The American Civil Liberties Union (ACLU) is “fighting back against efforts to intimidate professors into silence,” which—for many of us whose memories of college lecture halls are not uniformly pleasant—is yet another ACLU cause we might not support. The issues here, however, are of more momentous social and political consequence than our initial reaction might suggest.

The ACLU’s efforts—they’re raising funds to support them—are a response to lawsuits brought against students and faculty at Columbia University and elsewhere for their opposition to the war in Gaza. 

The issues are complicated, but the ACLU says it is fighting against attempts to “weaponize our legal system to punish and silence constitutionally protected speech.” Such lawsuits “have become a common tool for intimidating and silencing criticism—including from whistleblowers, journalists and political protestors… not necessarily to win in court, but to entangle people in expensive litigation, using the prospect of mounting legal fees and a potentially ruinous financial penalty to chill speech. In other words, to bully people into silence.” 

The plaintiffs in the Columbia case say statements by faculty supporting student protestors “somehow injured them by causing Columbia University to move classes online, restrict campus access, and cancel commencement.” Three defendants in the case are Reps. Alexandria Ocasio-Cortez, Ilhan Omar and Jamaal Bowman—members of the notorious Capitol Hill “Squad”—which might be about all most conservatives will want to know before making up their minds.

Personally, I have no dog in this fight. Both sides—all sides—seem intent on dragging their opponents into court, a strategy that seems unlikely to improve matters.

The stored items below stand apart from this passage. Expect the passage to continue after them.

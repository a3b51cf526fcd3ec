//! Node executor: one node against the live state.
//!
//! Resolves templates, acquires the model/tool/output contract, drives the
//! tool loop, retries recoverable failures with a clarifying schema hint, and
//! merges validated outputs atomically. Node lifecycle is
//! `pending → running → (succeeded | failed)`; what a failure means for the
//! run is the graph executor's decision.

use std::collections::BTreeMap;
use std::sync::Arc;
use std::time::{Duration, Instant};

use serde_json::Value;
use tracing::{debug, warn};

use crate::error::EngineError;
use crate::gates::{evaluate, GateAction, GateHit, GateSpec};
use crate::llm::{EffectiveLlm, LlmClient, LlmError, LlmRequest, StructuredSpec};
use crate::schema::NodeSpec;
use crate::state::{OutputModel, State};
use crate::template;
use crate::tools::ToolRegistry;

/// Tool rounds within one node before the loop is declared stuck.
const MAX_TOOL_ROUNDS: u32 = 4;

/// Base backoff for rate-limited retries; doubles per attempt.
const RETRY_BACKOFF: Duration = Duration::from_millis(250);

/// Accumulated per-node accounting across every attempt and tool round.
#[derive(Debug, Clone, Copy, Default, PartialEq)]
pub struct NodeMetrics {
    pub input_tokens: u64,
    pub output_tokens: u64,
    pub cost_usd: f64,
    pub duration_ms: u64,
    pub retries: u32,
}

impl NodeMetrics {
    pub fn as_map(&self) -> BTreeMap<String, f64> {
        [
            ("input_tokens", self.input_tokens as f64),
            ("output_tokens", self.output_tokens as f64),
            ("cost_usd", self.cost_usd),
            ("duration_ms", self.duration_ms as f64),
            ("retries", self.retries as f64),
        ]
        .into_iter()
        .map(|(k, v)| (k.to_string(), v))
        .collect()
    }
}

/// Result of one node: the updated state, what the node wrote, metrics, and
/// any tripped gates.
#[derive(Debug)]
pub struct NodeOutcome {
    pub state: State,
    pub outputs: BTreeMap<String, Value>,
    pub metrics: NodeMetrics,
    pub gate_hits: Vec<GateHit>,
    /// Set when a `block_deploy` gate tripped; the run continues.
    pub block_deploy: bool,
}

/// Everything needed to run one node once.
pub struct NodeRun<'a> {
    pub node: &'a NodeSpec,
    pub output_model: &'a OutputModel,
    pub client: Arc<dyn LlmClient>,
    pub llm: &'a EffectiveLlm,
    pub tools: &'a ToolRegistry,
    pub gates: &'a [GateSpec],
    /// Retries after the first attempt.
    pub retry: u32,
    /// Whole-node timeout.
    pub timeout: Duration,
}

impl NodeRun<'_> {
    /// Drives the node to completion against `state`.
    pub async fn execute(
        &self,
        inputs: &BTreeMap<String, Value>,
        state: &State,
    ) -> Result<NodeOutcome, EngineError> {
        let started = Instant::now();
        let mut metrics = NodeMetrics::default();

        let node = self.node.id.as_str();
        let result = tokio::time::timeout(self.timeout, self.drive(inputs, state, &mut metrics))
            .await
            .map_err(|_| EngineError::NodeTimeout {
                node: node.to_string(),
                seconds: self.timeout.as_secs(),
            })?;
        metrics.duration_ms = started.elapsed().as_millis() as u64;
        let outputs = result?;

        let metric_map = metrics.as_map();
        let gate_hits = evaluate(self.gates, &metric_map);
        let mut block_deploy = false;
        for hit in &gate_hits {
            match hit.action {
                GateAction::Warn => warn!(
                    node,
                    metric = %hit.metric,
                    value = hit.value,
                    limit = hit.limit,
                    "quality gate warning"
                ),
                GateAction::Fail => {
                    return Err(EngineError::GateFailed {
                        metric: hit.metric.clone(),
                        value: hit.value,
                        limit: hit.limit,
                    })
                }
                GateAction::BlockDeploy => block_deploy = true,
            }
        }

        // All fields validated; merge is all-or-nothing.
        let mut new_state = state.clone();
        for (name, value) in &outputs {
            new_state.insert(name.clone(), value.clone());
        }

        debug!(
            node,
            cost_usd = metrics.cost_usd,
            duration_ms = metrics.duration_ms,
            retries = metrics.retries,
            "node succeeded"
        );
        Ok(NodeOutcome {
            state: new_state,
            outputs,
            metrics,
            gate_hits,
            block_deploy,
        })
    }

    /// A single text output without an explicit schema takes the reply
    /// verbatim; everything else goes through structured output.
    fn structured_spec(&self) -> Option<StructuredSpec> {
        let schema = self.output_model.json_schema();
        let names: Vec<&str> = self.output_model.field_names().collect();
        if self.node.output_schema.is_none() {
            if let [field] = names.as_slice() {
                if schema["properties"][*field] == serde_json::json!({"type": "string"}) {
                    return None;
                }
            }
        }
        Some(StructuredSpec {
            name: format!("{}_output", self.node.id),
            schema,
        })
    }

    async fn drive(
        &self,
        inputs: &BTreeMap<String, Value>,
        state: &State,
        metrics: &mut NodeMetrics,
    ) -> Result<BTreeMap<String, Value>, EngineError> {
        // Node input bindings shadow run inputs of the same name.
        let mut ctx_inputs = inputs.clone();
        for (name, path) in &self.node.inputs {
            let value = template::resolve_path(path, inputs, state).ok_or_else(|| {
                EngineError::TemplateResolution(format!(
                    "node `{}` input `{}`: path `{}` did not resolve",
                    self.node.id, name, path
                ))
            })?;
            ctx_inputs.insert(name.clone(), value);
        }
        let prompt = template::resolve(&self.node.prompt, &ctx_inputs, state)?;
        let system = self
            .node
            .system
            .as_deref()
            .map(|s| template::resolve(s, &ctx_inputs, state))
            .transpose()?;

        let tool_specs = self.tools.specs_for(&self.node.tools)?;
        let structured = self.structured_spec();

        let mut request = LlmRequest {
            prompt,
            system,
            tools: tool_specs,
            structured,
            temperature: self.llm.temperature,
            max_tokens: self.llm.max_tokens,
            timeout: self.llm.timeout.map(Duration::from_secs),
            ..Default::default()
        };

        let mut attempt: u32 = 0;
        let mut tool_rounds: u32 = 0;
        loop {
            let reply = match self.client.invoke(&request).await {
                Ok(reply) => reply,
                Err(e) if e.retryable() && attempt < self.retry => {
                    if matches!(e, LlmError::RateLimited(_)) {
                        tokio::time::sleep(RETRY_BACKOFF * 2u32.pow(attempt)).await;
                    }
                    debug!(node = %self.node.id, attempt, error = %e, "retrying llm call");
                    attempt += 1;
                    metrics.retries += 1;
                    continue;
                }
                Err(e) if e.retryable() => {
                    return Err(EngineError::NodeRetryExhausted {
                        node: self.node.id.clone(),
                        attempts: attempt + 1,
                        cause: e.to_string(),
                    })
                }
                Err(e) => return Err(EngineError::Llm(e)),
            };

            metrics.input_tokens += reply.usage.input_tokens as u64;
            metrics.output_tokens += reply.usage.output_tokens as u64;
            metrics.cost_usd += reply.usage.cost_usd;

            if !reply.tool_calls.is_empty() {
                tool_rounds += 1;
                if tool_rounds > MAX_TOOL_ROUNDS {
                    return Err(EngineError::Llm(LlmError::Provider(format!(
                        "tool loop exceeded {} rounds",
                        MAX_TOOL_ROUNDS
                    ))));
                }
                for call in &reply.tool_calls {
                    let args: Value = serde_json::from_str(&call.arguments)
                        .unwrap_or(Value::Object(serde_json::Map::new()));
                    let result = self.tools.call(&call.name, args).await?;
                    request.context.push(format!(
                        "Tool `{}` was called with {} and returned:\n{}",
                        call.name, call.arguments, result
                    ));
                }
                continue;
            }

            match self.output_model.validate_output(&reply.value) {
                Ok(outputs) => return Ok(outputs),
                Err(type_err) if attempt < self.retry => {
                    debug!(node = %self.node.id, attempt, error = %type_err, "output mismatch, retrying");
                    request.hints.push(format!(
                        "The previous reply did not match the expected output. \
                         Respond with a JSON object matching this JSON Schema exactly:\n{}",
                        self.output_model.json_schema()
                    ));
                    attempt += 1;
                    metrics.retries += 1;
                }
                Err(type_err) => {
                    return Err(EngineError::NodeRetryExhausted {
                        node: self.node.id.clone(),
                        attempts: attempt + 1,
                        cause: type_err.to_string(),
                    })
                }
            }
        }
    }
}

This conclusion that the atmosphere on campuses will only get more poisonous, tentative as it is, was reinforced the other day in a casual conversation with a college professor friend at a public university more than 300 miles from Columbia. 

This professor and I have a mutual friend who was hoping to land a job at the university, and I asked what he might do to help make that happen. 

“I have no influence here,” the professor said. “I’m just a content provider.”